Aggregate gradients manually over n batches

feevos · January 15, 2018, 9:26am

Dear all,

I have memory limitations so I cannot use large batch size. This has the consequence that my training is unstable. Is there a way to manually aggregate gradients over n-batches of forward steps and manually update my parameters? Am pretty sure there is, so any pointers to code examples extremely appreciated!

Thanks!

PS Any recommendation to manually make training more stable for small batch size is also most welcome.

safrooze · January 15, 2018, 10:40pm

Are you using Symbolic API or Gluon/autograd?

feevos · January 15, 2018, 11:53pm

Thanks, am using Gluon.

safrooze · January 16, 2018, 5:27pm

This is very straightforward to do with Gluon. You need to set the grad_req in your network Parameter instances to 'add' and manually set the gradient to zero using zero_grad() after each Trainer.step() (see here). To set grad_req to 'add':

for p in net.collect_params().values():
    p.grad_req = 'add'

And similarly call zero_grad() on each parameter after calling Trainer.step(). Remember to modify batch_size argument of trainer.step() accordingly.

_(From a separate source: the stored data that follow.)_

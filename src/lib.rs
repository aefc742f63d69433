//! notes2homebank Library
//! # Overview
//!
//! This library converts loosely structured plain-text transaction notes
//! into semicolon-delimited CSV ready for import into HomeBank.
//!
//! # Architecture
//!
//! The system is organized into several key components:
//!
//! - [`types`] - Core data types (TransactionRecord, ConvertError)
//! - [`cli`] - CLI argument parsing
//! - [`core`] - Parsing logic:
//!   - [`core::classifier`] - Ordered pattern matchers deciding what a line is
//!   - [`core::context`] - Carried-forward year/date state
//!   - [`core::builder`] - Amount/sign normalization and record assembly
//!   - [`core::parser`] - Sequential state machine over input lines
//! - [`io`] - Line input and CSV output
//! - [`convert`] - End-to-end pipeline
//!
//! # Notes Format
//!
//! An input file is a flat list of lines of three kinds:
//!
//! - **Year marker** (`2023:`): sets the year for everything below it
//! - **Date marker** (`5.12:`): sets day and month for the transactions
//!   below it, day first
//! - **Transaction** (`50 Groceries`): one amount and a payee, dated by
//!   the markers above it
//!
//! Blank lines are ignored. Amounts are booked as expenses unless they
//! carry a leading `+`; decimal commas and periods both work.

// Module declarations
pub mod cli;
pub mod convert;
pub mod core;
pub mod io;
pub mod types;

pub use convert::convert;
pub use crate::core::{classify, LineKind, NotesParser, ParseContext};
pub use io::{write_transactions_csv, LineReader, NumberedLine};
pub use types::{ConvertError, TransactionRecord};
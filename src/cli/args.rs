use clap::Parser;
use std::path::PathBuf;

/// Convert plain-text transaction notes to importable CSV
#[derive(Parser, Debug)]
#[command(name = "notes2homebank")]
#[command(about = "Convert plain-text transaction notes to HomeBank CSV", long_about = None)]
pub struct CliArgs {
    /// Input file of noted transactions
    #[arg(
        long = "input",
        value_name = "FILE",
        default_value = "input.txt",
        help = "Input file for noted transactions"
    )]
    pub input: PathBuf,

    /// Output file for the generated CSV
    #[arg(
        long = "output",
        value_name = "FILE",
        default_value = "output.csv",
        help = "Output file for the generated csv"
    )]
    pub output: PathBuf,

    /// Year assumed until the file's first year marker
    #[arg(
        long = "year",
        value_name = "YEAR",
        default_value = "",
        help = "The initial year to use, leave blank if the year is specified as 'yyyy:' in the file"
    )]
    pub year: String,
}

impl CliArgs {
    /// Returns the initial year, treating an empty string as unset.
    ///
    /// # Returns
    ///
    /// `Some(year)` when a non-empty year was given, `None` otherwise.
    pub fn default_year(&self) -> Option<&str> {
        if self.year.is_empty() {
            None
        } else {
            Some(self.year.as_str())
        }
    }
}
//! Stateful line-by-line parsing.
//!
//! A notes file only makes sense read top to bottom: year and date
//! markers set state that every transaction after them inherits. The
//! parser owns that state and consumes one line at a time, yielding a
//! finished record for transaction lines and nothing for markers and
//! blanks.

use crate::core::builder::build_record;
use crate::core::classifier::{classify, LineKind};
use crate::core::context::ParseContext;
use crate::types::{ConvertError, TransactionRecord};

/// Sequential parser over the lines of a notes file.
///
/// Lines must be fed strictly in file order; each transaction's date
/// comes from the markers seen before it.
#[derive(Debug)]
pub struct NotesParser {
    context: ParseContext,
}

impl NotesParser {
    /// Creates a parser, optionally seeded with a default year for
    /// files that do not open with a year marker.
    ///
    /// An empty `default_year` counts as no default.
    pub fn new(default_year: Option<&str>) -> Self {
        NotesParser {
            context: ParseContext::new(default_year),
        }
    }

    /// Processes one raw input line.
    ///
    /// The line is trimmed before classification. Blank lines are
    /// skipped, marker lines update the carried context, and
    /// transaction lines produce a record stamped with the current
    /// date.
    ///
    /// # Arguments
    ///
    /// * `number` - 1-based line number, used in error reports
    /// * `raw` - The line as read, without its terminator
    ///
    /// # Errors
    ///
    /// [`ConvertError::MissingYear`] when no year is in effect and the
    /// line is not a year marker, [`ConvertError::MissingDate`] when a
    /// year is known but no date is and the line is not a marker,
    /// [`ConvertError::MalformedTransaction`] when a matched amount
    /// fails to parse, and [`ConvertError::UnrecognizedLine`] for
    /// everything else.
    pub fn process_line(
        &mut self,
        number: u64,
        raw: &str,
    ) -> Result<Option<TransactionRecord>, ConvertError> {
        let line = raw.trim();
        if line.is_empty() {
            return Ok(None);
        }

        let kind = classify(line);

        if let LineKind::YearMarker { year } = kind {
            self.context.set_year(year);
            return Ok(None);
        }
        if !self.context.has_year() {
            return Err(ConvertError::missing_year(number, line));
        }

        if let LineKind::DateMarker { day, month } = kind {
            self.context.set_date(day, month);
            return Ok(None);
        }
        if !self.context.has_date() {
            return Err(ConvertError::missing_date(number, line));
        }

        if let LineKind::Transaction { amount, payee } = kind {
            return build_record(amount, payee, &self.context)
                .map(Some)
                .map_err(|reason| ConvertError::malformed_transaction(number, line, &reason));
        }

        Err(ConvertError::unrecognized_line(number, line))
    }
}
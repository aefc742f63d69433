//! Line classification for the notes format
//!
//! Every non-blank line of a notes file is one of three things: a year
//! marker (`2023:`), a date marker (`5.12:`), or a transaction
//! (`50 Groceries`). This module decides which, using an ordered set of
//! hand-written matchers over the trimmed line.
//!
//! # Grammar
//!
//! - Year marker: exactly four digits, optional whitespace, `:`.
//! - Date marker: 1-2 digits, `,` or `.`, 1-2 digits, optional trailing
//!   separator, optional whitespace, optional `:`. The two digit groups are
//!   day and month; whatever trails them is discarded.
//! - Transaction: optional sign, digits, optional `,`/`.`-separated
//!   fraction, optional whitespace, then payee text whose first character is
//!   not a space, digit, or comma and which is at least two characters long.
//!
//! Classification is tried in that order, so a line of pure digits and
//! separators such as `12,50` is always a date marker, never a transaction.
//!
//! Digit and whitespace classes are ASCII throughout. The matchers keep two
//! quirks of the transaction pattern: the fractional part attaches only when
//! its separator is followed by a digit (`50.abc` is amount `50` with payee
//! `.abc`), and a maximal whitespace run between amount and payee backs off
//! one character at a time, so a tab may end up opening the payee.

/// Classification of one trimmed, non-blank notes line
///
/// Borrows its captures from the classified line.
#[derive(Debug, Clone, Copy, PartialEq, Eq)]
pub enum LineKind<'a> {
    /// Sets the year for all following date markers
    YearMarker {
        /// The four-digit year text
        year: &'a str,
    },

    /// Sets the day and month for all following transactions
    DateMarker {
        /// First digit group of the marker
        day: &'a str,
        /// Second digit group of the marker
        month: &'a str,
    },

    /// One amount plus free-text payee
    Transaction {
        /// Raw amount text, sign and separator as written
        amount: &'a str,
        /// Payee text up to the end of the line
        payee: &'a str,
    },

    /// None of the above
    Unrecognized,
}

/// Classify one trimmed line
///
/// Matchers are tried in priority order: year marker, date marker,
/// transaction. Lines matching none of them come back as
/// [`LineKind::Unrecognized`]; deciding whether that is fatal is the
/// caller's job.
pub fn classify(line: &str) -> LineKind<'_> {
    if let Some(year) = match_year_marker(line) {
        return LineKind::YearMarker { year };
    }
    if let Some((day, month)) = match_date_marker(line) {
        return LineKind::DateMarker { day, month };
    }
    if let Some((amount, payee)) = match_transaction(line) {
        return LineKind::Transaction { amount, payee };
    }
    LineKind::Unrecognized
}

/// Match `^\d{4}\s*:$`, returning the year digits
fn match_year_marker(line: &str) -> Option<&str> {
    let before_colon = line.strip_suffix(':')?;
    let digits = before_colon.trim_end_matches(|c: char| c.is_ascii_whitespace());
    (digits.len() == 4 && digits.bytes().all(|b| b.is_ascii_digit())).then_some(digits)
}

/// Match `^\d{1,2}[,.]\d{1,2}[,.]?\s*:?$`, returning (day, month)
fn match_date_marker(line: &str) -> Option<(&str, &str)> {
    let bytes = line.as_bytes();

    let day_end = scan_digits(bytes, 0);
    if !(1..=2).contains(&day_end) {
        return None;
    }
    let day = &line[..day_end];

    if day_end >= bytes.len() || !is_separator(bytes[day_end]) {
        return None;
    }

    let month_start = day_end + 1;
    let month_end = scan_digits(bytes, month_start);
    if !(1..=2).contains(&(month_end - month_start)) {
        return None;
    }
    let month = &line[month_start..month_end];

    let mut pos = month_end;
    if pos < bytes.len() && is_separator(bytes[pos]) {
        pos += 1;
    }
    while pos < bytes.len() && bytes[pos].is_ascii_whitespace() {
        pos += 1;
    }
    if pos < bytes.len() && bytes[pos] == b':' {
        pos += 1;
    }
    (pos == bytes.len()).then_some((day, month))
}

/// Match `^([-+]?\d+([,.]\d+)?)\s*([^ \d,].+)$`, returning (amount, payee)
fn match_transaction(line: &str) -> Option<(&str, &str)> {
    let bytes = line.as_bytes();

    let mut pos = 0;
    if pos < bytes.len() && (bytes[pos] == b'+' || bytes[pos] == b'-') {
        pos += 1;
    }
    let digits_end = scan_digits(bytes, pos);
    if digits_end == pos {
        return None;
    }

    // Fraction is greedy: attach it when the separator is followed by at
    // least one digit, and fall back to leaving the separator for the payee
    // when no payee fits afterwards (`12.3a` is amount `12`, payee `.3a`).
    if digits_end < bytes.len() && is_separator(bytes[digits_end]) {
        let fraction_end = scan_digits(bytes, digits_end + 1);
        if fraction_end > digits_end + 1 {
            if let Some(found) = split_amount_payee(line, fraction_end) {
                return Some(found);
            }
        }
    }
    split_amount_payee(line, digits_end)
}

/// Split the line into amount and payee at a candidate amount end
///
/// Consumes the maximal whitespace run after the amount, then backs the
/// payee start up one character at a time through that run, the way a greedy
/// `\s*` hands characters back. A space can never open the payee, but the
/// other whitespace characters can.
fn split_amount_payee(line: &str, amount_end: usize) -> Option<(&str, &str)> {
    let bytes = line.as_bytes();
    let mut ws_end = amount_end;
    while ws_end < bytes.len() && bytes[ws_end].is_ascii_whitespace() {
        ws_end += 1;
    }

    let mut payee_start = ws_end;
    loop {
        if let Some(payee) = match_payee(&line[payee_start..]) {
            return Some((&line[..amount_end], payee));
        }
        if payee_start == amount_end {
            return None;
        }
        payee_start -= 1;
    }
}

/// Match `^[^ \d,].+$`, returning the payee text
///
/// The first character may be anything but a space, ASCII digit, or comma;
/// at least one more character must follow, and a payee never spans a
/// newline.
fn match_payee(text: &str) -> Option<&str> {
    let mut chars = text.chars();
    let first = chars.next()?;
    if first == ' ' || first == ',' || first.is_ascii_digit() {
        return None;
    }
    if chars.next().is_none() || text.contains('\n') {
        return None;
    }
    Some(text)
}

fn scan_digits(bytes: &[u8], start: usize) -> usize {
    let mut pos = start;
    while pos < bytes.len() && bytes[pos].is_ascii_digit() {
        pos += 1;
    }
    pos
}

fn is_separator(byte: u8) -> bool {
    byte == b',' || byte == b'.'
}
//! notes2homebank CLI
//!
//! Command-line interface for converting plain-text transaction notes
//! into HomeBank-importable CSV.
//!
//! # Usage
//!
//! ```bash
//! cargo run -- --input notes.txt --output ledger.csv
//! cargo run -- --input notes.txt --output ledger.csv --year 2023
//! ```
//!
//! The program reads the notes file line by line, tracks year and date
//! markers, and writes one CSV row per transaction to the output file.
//! The first line that fails to parse aborts the run.
//!
//! # Exit Codes
//!
//! - 0: Success
//! - 1: Error (file not found, unparseable line, write failure, etc.)

use std::fs::File;
use std::process;

use notes2homebank::cli;
use notes2homebank::convert::convert;
use notes2homebank::types::ConvertError;

fn main() {
    // Parse command-line arguments using clap
    let args = cli::parse_args();

    // The output file is created up front, so a failed run leaves it
    // empty rather than stale
    let mut output = match File::create(&args.output) {
        Ok(file) => file,
        Err(e) => {
            eprintln!("Error: {}", ConvertError::output_create(&args.output, &e));
            process::exit(1);
        }
    };

    if let Err(e) = convert(&args.input, &mut output, args.default_year()) {
        eprintln!("Error: {}", e);
        process::exit(1);
    }
}
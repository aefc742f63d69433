//! Transaction record construction.
//!
//! The classifier hands over the raw amount and payee text of a
//! transaction line; this module turns them into a finished
//! [`TransactionRecord`] by normalizing the decimal separator, applying
//! the sign convention, and stamping the date carried in the
//! [`ParseContext`].

use std::str::FromStr;

use rust_decimal::Decimal;

use crate::core::context::ParseContext;
use crate::types::TransactionRecord;

/// Builds a transaction record from matched line parts.
///
/// Amounts may use `,` or `.` as the decimal separator; both parse the
/// same. The sign convention treats entries as expenses by default:
/// unless the raw amount text starts with `+`, the parsed value is
/// negated. A leading `-` therefore flips twice and comes out positive.
/// Zero amounts carry no sign.
///
/// # Arguments
///
/// * `raw_amount` - Amount text exactly as it appeared on the line
/// * `payee` - Payee text exactly as it appeared on the line
/// * `context` - Year/date state in effect for this line
///
/// # Returns
///
/// The finished record, or a reason message when a required part is
/// missing or the amount does not parse as a decimal. The caller is
/// expected to attach line information.
pub fn build_record(
    raw_amount: &str,
    payee: &str,
    context: &ParseContext,
) -> Result<TransactionRecord, String> {
    if raw_amount.is_empty() {
        return Err("empty amount".to_owned());
    }
    if payee.is_empty() {
        return Err("empty payee".to_owned());
    }

    let date = context
        .date_stamp()
        .ok_or_else(|| "no date in effect".to_owned())?;

    let normalized = raw_amount.replace(',', ".");
    let parsed = Decimal::from_str(&normalized)
        .map_err(|error| format!("invalid amount '{raw_amount}': {error}"))?;

    // Entries are expenses unless explicitly marked with a leading '+'.
    let signed = if raw_amount.starts_with('+') {
        parsed
    } else {
        -parsed
    };
    // A negated zero keeps the sign flag and would render as "-0.00".
    let amount = if signed.is_zero() { Decimal::ZERO } else { signed };

    Ok(TransactionRecord {
        date,
        amount,
        payee: payee.to_owned(),
    })
}

#[cfg(test)]
mod tests {
    use super::*;
    use rstest::rstest;

    fn context_with_date() -> ParseContext {
        let mut context = ParseContext::new(Some("2023"));
        context.set_date("5", "12");
        context
    }

    #[rstest]
    #[case::unsigned_becomes_expense("50", Decimal::new(-50, 0))]
    #[case::plus_stays_income("+50", Decimal::new(50, 0))]
    #[case::minus_flips_to_income("-50", Decimal::new(50, 0))]
    #[case::comma_fraction("12,5", Decimal::new(-125, 1))]
    #[case::dot_fraction("12.5", Decimal::new(-125, 1))]
    #[case::plus_with_fraction("+0,99", Decimal::new(99, 2))]
    fn applies_sign_and_separator_rules(#[case] raw: &str, #[case] expected: Decimal) {
        let record = build_record(raw, "Groceries", &context_with_date()).unwrap();

        assert_eq!(record.amount, expected);
    }

    // Zero compares equal regardless of the sign flag, so the flag is
    // checked directly.
    #[rstest]
    #[case::bare_zero("0")]
    #[case::plus_zero("+0")]
    #[case::minus_zero("-0")]
    #[case::fractional_zero("0,00")]
    fn zero_amounts_carry_no_sign(#[case] raw: &str) {
        let record = build_record(raw, "Freebie", &context_with_date()).unwrap();

        assert_eq!(record.amount, Decimal::ZERO);
        assert!(!record.amount.is_sign_negative());
    }

    #[test]
    fn stamps_date_from_context() {
        let record = build_record("50", "Groceries", &context_with_date()).unwrap();

        assert_eq!(record.date, "2023-12-05");
        assert_eq!(record.payee, "Groceries");
    }

    #[test]
    fn payee_is_kept_verbatim() {
        let record = build_record("50", "\tCafé  7am", &context_with_date()).unwrap();

        assert_eq!(record.payee, "\tCafé  7am");
    }

    #[rstest]
    #[case::empty_amount("", "Groceries", "empty amount")]
    #[case::empty_payee("50", "", "empty payee")]
    fn rejects_missing_parts(#[case] raw: &str, #[case] payee: &str, #[case] reason: &str) {
        let result = build_record(raw, payee, &context_with_date());

        assert_eq!(result, Err(reason.to_owned()));
    }

    #[test]
    fn needs_a_date_in_effect() {
        let context = ParseContext::new(Some("2023"));

        let result = build_record("50", "Groceries", &context);

        assert_eq!(result, Err("no date in effect".to_owned()));
    }

    #[rstest]
    #[case::two_separators("5,2,1")]
    #[case::too_many_digits("99999999999999999999999999999999")]
    fn rejects_unparseable_amounts(#[case] raw: &str) {
        let result = build_record(raw, "Groceries", &context_with_date());

        assert!(result.is_err());
    }
}
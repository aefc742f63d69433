//! CSV format handling for the generated output
//!
//! This module centralizes the output format concerns:
//! - The column set and header of the target CSV layout
//! - Row serialization, including amount rendering
//!
//! The writer is handed a `Write` sink, so the function stays easy to
//! test against an in-memory buffer.

use std::io::Write;

use csv::WriterBuilder;
use rust_decimal::{Decimal, RoundingStrategy};
use serde::Serialize;

use crate::types::{ConvertError, TransactionRecord};

/// Column header of the produced CSV.
///
/// Matches the HomeBank import layout: most columns stay empty, only
/// date, payment mode, payee, and amount are filled.
pub const CSV_HEADER: [&str; 8] = [
    "date", "payment", "info", "payee", "memo", "amount", "category", "tags",
];

// HomeBank payment-mode code for cash.
const PAYMENT_MODE_CASH: &str = "3";

/// One output row in column order.
#[derive(Debug, Serialize)]
struct CsvRow<'a> {
    date: &'a str,
    payment: &'a str,
    info: &'a str,
    payee: &'a str,
    memo: &'a str,
    amount: String,
    category: &'a str,
    tags: &'a str,
}

/// Writes transaction records as semicolon-delimited CSV.
///
/// The header row is written unconditionally, so an input without any
/// transactions still produces a valid, importable file. Every row is
/// marked as a cash payment; info, memo, category, and tags stay empty.
///
/// # Arguments
///
/// * `records` - Finished records in input order
/// * `output` - Destination for the CSV bytes
///
/// # Errors
///
/// [`ConvertError::CsvWrite`] when a row cannot be written,
/// [`ConvertError::Io`] when the final flush fails.
pub fn write_transactions_csv(
    records: &[TransactionRecord],
    output: &mut dyn Write,
) -> Result<(), ConvertError> {
    let mut writer = WriterBuilder::new()
        .delimiter(b';')
        .has_headers(false)
        .from_writer(output);

    writer.write_record(CSV_HEADER)?;

    for record in records {
        writer.serialize(CsvRow {
            date: &record.date,
            payment: PAYMENT_MODE_CASH,
            info: "",
            payee: &record.payee,
            memo: "",
            amount: format_amount(record.amount),
            category: "",
            tags: "",
        })?;
    }

    writer.flush()?;

    Ok(())
}

/// Renders an amount with exactly two fraction digits, rounding
/// midpoints away from zero.
fn format_amount(amount: Decimal) -> String {
    let rounded = amount.round_dp_with_strategy(2, RoundingStrategy::MidpointAwayFromZero);
    format!("{rounded:.2}")
}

feevos · January 17, 2018, 4:40am

thank you very much!!

feevos · January 24, 2018, 9:08am

Hi @safrooze, does this work in the case of data parallelism (multiple copies of the same model in different gpus, with different data sets)? That is, I just need to add all params (in all contexts) grads to ‘add’ and then trainer.step(augmented_batch) after more than one iterations?

Cheers

safrooze · January 25, 2018, 9:01pm

As long as you follow the steps in multi-GPU tutorial, it should be exactly the same extra steps to set grad_req to 'add', forward/backward multiple times per train.step() followed by zero_grad().

feevos · January 26, 2018, 12:34am

Thanks @safrooze, I tried it and it’s working. This is great help. I went from batch size 32 --> 256, makes a big difference in stability of training. Again, thanks!

ShootingSpace · March 15, 2018, 2:53pm

Hi, I was using self defined rnn class with ndarray parameters and forward function, with the help of gluon auto grad.

Is it possible to apply the aggregate gradients on this case? Since my model is not a gluon model, so grad_req could not be applied directly.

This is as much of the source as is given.